Disruption of PRC1 Components RING1A and RING1B Promotes Angiogenesis via Relieving BMP4 Repression [CUT&Tag]

Angiogenesis is crucial for maintaining tissue homeostasis and responding to injury and disease. Epigenetic mechanisms have been elucidated to regulate the expression of pro-angiogenic factors and modulate angiogenesis. The Polycomb repressive complex 1 (PRC1) is a key epigenetic repressive complex that regulates multiple biological functions. Within this complex, RING1A and RING1B, which serve as the E3 ubiquitin ligases for PRC1, contribute to the monoubiquitylation of histone H2A on Lysine 119 (H2AK119ub), thereby repressing gene transcription. However, the role of RING1A and RING1B in regulating angiogenesis has remained elusive. In this study, we demonstrate that RING1A and RING1B suppress angiogenic capacity in vitro, although they do not inhibit migration and proliferation in endothelial cells (ECs).

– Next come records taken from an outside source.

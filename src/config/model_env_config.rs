//! Predictor hyper-parameters from environment variables.

use super::parse_or;
use crate::domain::config::ModelConfig;
use anyhow::{Context, Result};

#[derive(Debug, Clone, PartialEq)]
pub struct ModelEnvConfig {
    pub classifier_learning_rate: f64,
    pub regressor_learning_rate: f64,
    pub epochs: usize,
    pub batch_size: usize,
    pub seed: Option<u64>,
}

impl ModelEnvConfig {
    pub fn from_env() -> Result<Self> {
        Self::from_lookup(&|key| std::env::var(key).ok())
    }

    pub fn from_lookup(lookup: &impl Fn(&str) -> Option<String>) -> Result<Self> {
        let defaults = ModelConfig::default();
        let seed = match lookup("MODEL_SEED") {
            Some(raw) if !raw.trim().is_empty() => Some(
                raw.trim()
                    .parse::<u64>()
                    .with_context(|| format!("Invalid MODEL_SEED: {raw}"))?,
            ),
            _ => None,
        };

        Ok(Self {
            classifier_learning_rate: parse_or(
                lookup,
                "CLASSIFIER_LEARNING_RATE",
                defaults.classifier_learning_rate,
            )?,
            regressor_learning_rate: parse_or(
                lookup,
                "REGRESSOR_LEARNING_RATE",
                defaults.regressor_learning_rate,
            )?,
            epochs: parse_or(lookup, "TRAINING_EPOCHS", defaults.epochs)?,
            batch_size: parse_or(lookup, "TRAINING_BATCH_SIZE", defaults.batch_size)?,
            seed,
        })
    }

    /// Validated domain value object
    pub fn to_model_config(&self) -> Result<ModelConfig> {
        ModelConfig::new(
            self.classifier_learning_rate,
            self.regressor_learning_rate,
            self.epochs,
            self.batch_size,
            self.seed,
        )
        .context("Invalid model configuration")
    }
}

Furthermore, by integrating RNA sequencing data from RING1A knockdown or RING1B knockdown ECs with CUT&Tag assay results for RING1A, RING1B, and H2AK119ub in ECs, we have identified that PRC1 inhibits angiogenesis by repressing BMP4 expression, a pro-angiogenic factor known to regulate angiogenesis. Additionally, we verify that the knockdown of RING1A and RING1B enhances angiogenesis in vivo, which may provide a new therapeutic target for angiogenesis-related diseases. Cleavage Under Targets and Tagmentation (CUT&Tag) DNA-sequencing for H2AK119ub, RING1A, and RING1B in human umbilical vein endothelial cells (HUVECs).